The Geneva Conventions are four treaties and three additional protocols which establish international legal standards for humanitarian treatment in war.

Basically, the treaties define the basic rights of wartime prisoners for both civilians and military personnel.

In other words, just because you have conquered a country, it doesn’t mean that you can do whatever you want to the people who live there.

The first treaty was signed by international committees in 1864.

For the next century, the Geneva Conventions are negotiated over and over again.

In 1907 for instance, the convention added the standards for the ‘humane treatment’ of Prisoners-of-Wars (POWs).

Then in 1929, the Geneva Conventions Relative to the Treatment of Prisoners of War was signed by 47 governments including Japan.

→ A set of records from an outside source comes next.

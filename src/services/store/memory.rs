// src/services/store/memory.rs
use async_trait::async_trait;
use chrono::Utc;
use std::collections::HashMap;
use tokio::sync::RwLock;
use tracing;

use crate::{
    errors::DispatchResult,
    models::{
        driver::{Driver, DriverFilter, DriverPatch},
        ride::{NewRide, Ride},
    },
    services::store::{DriverStore, RideStore},
    utils::id_generator::{IdGenerator, IdType},
};

/// Process-local store used when no Redis URL is configured, and in tests.
#[derive(Default)]
pub struct InMemoryStore {
    rides: RwLock<HashMap<String, Ride>>,
    drivers: RwLock<HashMap<String, Driver>>,
}

impl InMemoryStore {
    pub fn new() -> Self {
        Self::default()
    }

    pub async fn with_drivers(drivers: impl IntoIterator<Item = Driver>) -> Self {
        let store = Self::new();
        {
            let mut map = store.drivers.write().await;
            for driver in drivers {
                map.insert(driver.id.clone(), driver);
            }
        }
        store
    }

    pub async fn insert_ride(&self, ride: Ride) {
        self.rides.write().await.insert(ride.id.clone(), ride);
    }
}

#[async_trait]
impl RideStore for InMemoryStore {
    async fn create_ride(&self, request: NewRide) -> DispatchResult<Ride> {
        let ride = Ride::new(IdGenerator::generate(IdType::Ride), request);
        self.rides.write().await.insert(ride.id.clone(), ride.clone());
        tracing::debug!("Stored ride {}", ride.id);
        Ok(ride)
    }

    async fn find_ride(&self, ride_id: &str) -> DispatchResult<Option<Ride>> {
        Ok(self.rides.read().await.get(ride_id).cloned())
    }

    async fn save_ride(&self, ride: &Ride) -> DispatchResult<()> {
        self.rides.write().await.insert(ride.id.clone(), ride.clone());
        Ok(())
    }
}

#[async_trait]
impl DriverStore for InMemoryStore {
    async fn find_driver(&self, driver_id: &str) -> DispatchResult<Option<Driver>> {
        Ok(self.drivers.read().await.get(driver_id).cloned())
    }

    async fn upsert_driver(&self, driver: Driver) -> DispatchResult<()> {
        self.drivers.write().await.insert(driver.id.clone(), driver);
        Ok(())
    }

    async fn update_driver(&self, driver_id: &str, patch: DriverPatch) -> DispatchResult<Option<Driver>> {
        let mut drivers = self.drivers.write().await;
        Ok(drivers.get_mut(driver_id).map(|driver| {
            driver.apply(&patch);
            driver.clone()
        }))
    }

    async fn find_eligible_drivers(&self, filter: &DriverFilter) -> DispatchResult<Vec<Driver>> {
        let drivers = self.drivers.read().await;
        let mut matching: Vec<Driver> = drivers
            .values()
            .filter(|driver| filter.matches(driver))
            .cloned()
            .collect();
        matching.sort_by(|a, b| a.created_at.cmp(&b.created_at).then_with(|| a.id.cmp(&b.id)));
        Ok(matching)
    }

    async fn claim_driver(&self, driver_id: &str, ride_id: &str) -> DispatchResult<bool> {
        let mut drivers = self.drivers.write().await;
        match drivers.get_mut(driver_id) {
            Some(driver) if driver.is_eligible() && driver.active_ride.is_none() => {
                driver.available = false;
                driver.active_ride = Some(ride_id.to_string());
                driver.updated_at = Utc::now();
                Ok(true)
            }
            _ => Ok(false),
        }
    }

    async fn release_driver(&self, driver_id: &str, ride_id: &str) -> DispatchResult<()> {
        let mut drivers = self.drivers.write().await;
        let Some(driver) = drivers.get_mut(driver_id) else {
            return Ok(());
        };
        if driver.active_ride.as_deref().is_some_and(|held| held != ride_id) {
            tracing::warn!(
                "Not releasing driver {} for ride {}: held by ride {:?}",
                driver_id, ride_id, driver.active_ride
            );
            return Ok(());
        }
        driver.active_ride = None;
        if driver.online {
            driver.available = true;
        }
        driver.updated_at = Utc::now();
        Ok(())
    }
}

But then why did so many POWs died during World War II (WWII) in the hands of Japanese forces?

This was because the Japanese government never ratified the 1929 treaty.

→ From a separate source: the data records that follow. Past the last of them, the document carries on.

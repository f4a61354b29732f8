// src/models/ride.rs
use chrono::{DateTime, Utc};
use serde::{Deserialize, Serialize};
use std::fmt;

use crate::models::location::Coordinate;

#[derive(Debug, Serialize, Deserialize, Clone, Copy, PartialEq, Eq)]
#[serde(rename_all = "snake_case")]
pub enum RideStatus {
    Searching,      // Looking for a driver
    DriverAssigned, // A driver accepted and is heading to pickup
    InProgress,     // Rider picked up
    Completed,
    Cancelled,
    SearchFailed,   // Every candidate declined, timed out or was unreachable
}

impl RideStatus {
    pub fn as_str(&self) -> &'static str {
        match self {
            RideStatus::Searching => "searching",
            RideStatus::DriverAssigned => "driver_assigned",
            RideStatus::InProgress => "in_progress",
            RideStatus::Completed => "completed",
            RideStatus::Cancelled => "cancelled",
            RideStatus::SearchFailed => "search_failed",
        }
    }

    pub fn is_terminal(&self) -> bool {
        matches!(
            self,
            RideStatus::Completed | RideStatus::Cancelled | RideStatus::SearchFailed
        )
    }

    /// Statuses during which the assigned driver and snapshot are frozen.
    pub fn has_driver(&self) -> bool {
        matches!(self, RideStatus::DriverAssigned | RideStatus::InProgress)
    }
}

impl fmt::Display for RideStatus {
    fn fmt(&self, f: &mut fmt::Formatter<'_>) -> fmt::Result {
        f.write_str(self.as_str())
    }
}

#[derive(Debug, Serialize, Deserialize, Clone, Copy, PartialEq, Eq, Default)]
#[serde(rename_all = "snake_case")]
pub enum CancellationReason {
    #[default]
    UserCancelled,
    DriverCancelled,
    SystemCancelled,
    Timeout,
}

/// Driver details copied onto the ride when it is assigned.
#[derive(Debug, Serialize, Deserialize, Clone, PartialEq, Default)]
#[serde(rename_all = "camelCase")]
pub struct DriverSnapshot {
    pub name: String,
    pub phone: String,
    pub car_plate: String,
    pub car_type: String,
}

#[derive(Debug, Serialize, Deserialize, Clone, Copy, PartialEq, Eq)]
#[serde(rename_all = "snake_case")]
pub enum AttemptOutcome {
    Accepted,
    Declined,
    TimedOut,
    Unreachable, // No live connection for the driver
    Unavailable, // Another ride claimed the driver first
    Failed,      // Offer could not be written to the connection
    Cancelled,   // Ride cancelled while the offer was pending
}

#[derive(Debug, Serialize, Deserialize, Clone, PartialEq)]
#[serde(rename_all = "camelCase")]
pub struct DispatchAttempt {
    pub driver_id: String,
    pub distance_meters: f64,
    pub has_location: bool,
    pub attempted_at: DateTime<Utc>,
    pub outcome: Option<AttemptOutcome>,
}

#[derive(Debug, Serialize, Deserialize, Clone)]
#[serde(rename_all = "camelCase")]
pub struct Ride {
    pub id: String,
    pub rider_id: Option<String>,
    pub rider_phone: String,

    pub pickup: Coordinate,
    pub destination: Coordinate,
    pub destination_name: String,
    pub destination_address: String,

    pub distance_km: f64,
    pub duration_min: f64,
    pub fare: f64,

    pub status: RideStatus,
    pub assigned_driver: Option<String>,
    pub driver_info: Option<DriverSnapshot>,
    pub cancellation_reason: Option<CancellationReason>,
    #[serde(default)]
    pub attempts: Vec<DispatchAttempt>,

    pub created_at: DateTime<Utc>,
    pub updated_at: DateTime<Utc>,
    pub started_at: Option<DateTime<Utc>>,
    pub completed_at: Option<DateTime<Utc>>,
    pub cancelled_at: Option<DateTime<Utc>>,
}

/// Ride as handed over by the fare-calculation collaborator.
#[derive(Debug, Serialize, Deserialize, Clone)]
#[serde(rename_all = "camelCase")]
pub struct NewRide {
    pub rider_id: Option<String>,
    pub rider_phone: String,
    pub pickup: Coordinate,
    pub destination: Coordinate,
    pub destination_name: String,
    pub destination_address: String,
    pub distance_km: f64,
    pub duration_min: f64,
    pub fare: f64,
}

#[derive(Debug, Serialize, Deserialize)]
#[serde(rename_all = "camelCase")]
pub struct RideStatusResponse {
    pub id: String,
    pub status: RideStatus,
    pub driver_info: Option<DriverSnapshot>,
    pub fare: f64,
    pub pickup: Coordinate,
    pub destination: Coordinate,
    pub destination_name: String,
    pub started_at: Option<DateTime<Utc>>,
    pub completed_at: Option<DateTime<Utc>>,
    pub cancelled_at: Option<DateTime<Utc>>,
    pub cancellation_reason: Option<CancellationReason>,
}

impl Ride {
    pub fn new(id: String, request: NewRide) -> Self {
        let now = Utc::now();
        Self {
            id,
            rider_id: request.rider_id,
            rider_phone: request.rider_phone,
            pickup: request.pickup,
            destination: request.destination,
            destination_name: request.destination_name,
            destination_address: request.destination_address,
            distance_km: request.distance_km,
            duration_min: request.duration_min,
            fare: request.fare,
            status: RideStatus::Searching,
            assigned_driver: None,
            driver_info: None,
            cancellation_reason: None,
            attempts: Vec::new(),
            created_at: now,
            updated_at: now,
            started_at: None,
            completed_at: None,
            cancelled_at: None,
        }
    }

    /// Commits the assignment. Returns false (and changes nothing) if a driver
    /// is already bound to the ride.
    pub fn assign(&mut self, driver_id: &str, snapshot: DriverSnapshot) -> bool {
        if self.status.has_driver() || self.assigned_driver.is_some() {
            return false;
        }
        self.status = RideStatus::DriverAssigned;
        self.assigned_driver = Some(driver_id.to_string());
        self.driver_info = Some(snapshot);
        self.updated_at = Utc::now();
        true
    }

    pub fn set_status(&mut self, status: RideStatus) {
        let now = Utc::now();
        self.status = status;
        self.updated_at = now;
        match status {
            RideStatus::InProgress => self.started_at = Some(now),
            RideStatus::Completed => self.completed_at = Some(now),
            RideStatus::Cancelled => self.cancelled_at = Some(now),
            _ => {}
        }
    }

    pub fn is_assigned_to(&self, driver_id: &str) -> bool {
        self.assigned_driver.as_deref() == Some(driver_id)
    }

    pub fn to_status_response(&self) -> RideStatusResponse {
        RideStatusResponse {
            id: self.id.clone(),
            status: self.status,
            driver_info: self.driver_info.clone(),
            fare: self.fare,
            pickup: self.pickup,
            destination: self.destination,
            destination_name: self.destination_name.clone(),
            started_at: self.started_at,
            completed_at: self.completed_at,
            cancelled_at: self.cancelled_at,
            cancellation_reason: self.cancellation_reason,
        }
    }
}

#[cfg(test)]
mod tests {
    use super::*;

    fn sample_ride() -> Ride {
        Ride::new(
            "rid-250101-abc12".to_string(),
            NewRide {
                rider_id: Some("usr-1".to_string()),
                rider_phone: "+254700000000".to_string(),
                pickup: Coordinate::new(-1.0903, 35.8612),
                destination: Coordinate::new(-1.1, 35.87),
                destination_name: "Market".to_string(),
                destination_address: "Main St".to_string(),
                distance_km: 2.1,
                duration_min: 7.0,
                fare: 240.0,
            },
        )
    }

    #[test]
    fn test_new_ride_is_searching() {
        let ride = sample_ride();
        assert_eq!(ride.status, RideStatus::Searching);
        assert!(ride.assigned_driver.is_none());
        assert!(ride.attempts.is_empty());
    }

    #[test]
    fn test_assign_only_once() {
        let mut ride = sample_ride();
        let snapshot = DriverSnapshot {
            name: "Wanjiru".to_string(),
            ..Default::default()
        };
        assert!(ride.assign("drv-a", snapshot.clone()));
        assert!(!ride.assign("drv-b", snapshot));
        assert_eq!(ride.assigned_driver.as_deref(), Some("drv-a"));
        assert_eq!(ride.status, RideStatus::DriverAssigned);
    }

    #[test]
    fn test_status_serializes_snake_case() {
        let json = serde_json::to_string(&RideStatus::SearchFailed).unwrap();
        assert_eq!(json, "\"search_failed\"");
        assert_eq!(RideStatus::DriverAssigned.to_string(), "driver_assigned");
    }

    #[test]
    fn test_set_status_stamps_timestamps() {
        let mut ride = sample_ride();
        ride.set_status(RideStatus::Cancelled);
        assert!(ride.cancelled_at.is_some());
        assert!(ride.status.is_terminal());
    }
}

In 1942, the Japanese government stated it would follow the terms of the Convention mutatis mutandis (changing what has to be changed).

Escaping POW camps according to the Geneva Conventions

The Convention recognised that a POW may have the duty to attempt escape.

In fact the Geneva Convention prohibits a captor nation from executing a POW simply for attempting escape.

Under the authority of the senior official, a POW must be prepared to escape whenever the opportunity present itself.

In a POW compound, the senior POW must consider the welfare of those remaining behind after an escape.

However, as a matter of conscious determination, a POW must plan to escape, try to escape and assist others to escape.

During WWII, the POWs died in Germany at a rate 1.2 per cent. Meanwhile in the Pacific theatre, the rate was 37 per cent. In the Philippines alone, the death rate of POWs was 40 per cent.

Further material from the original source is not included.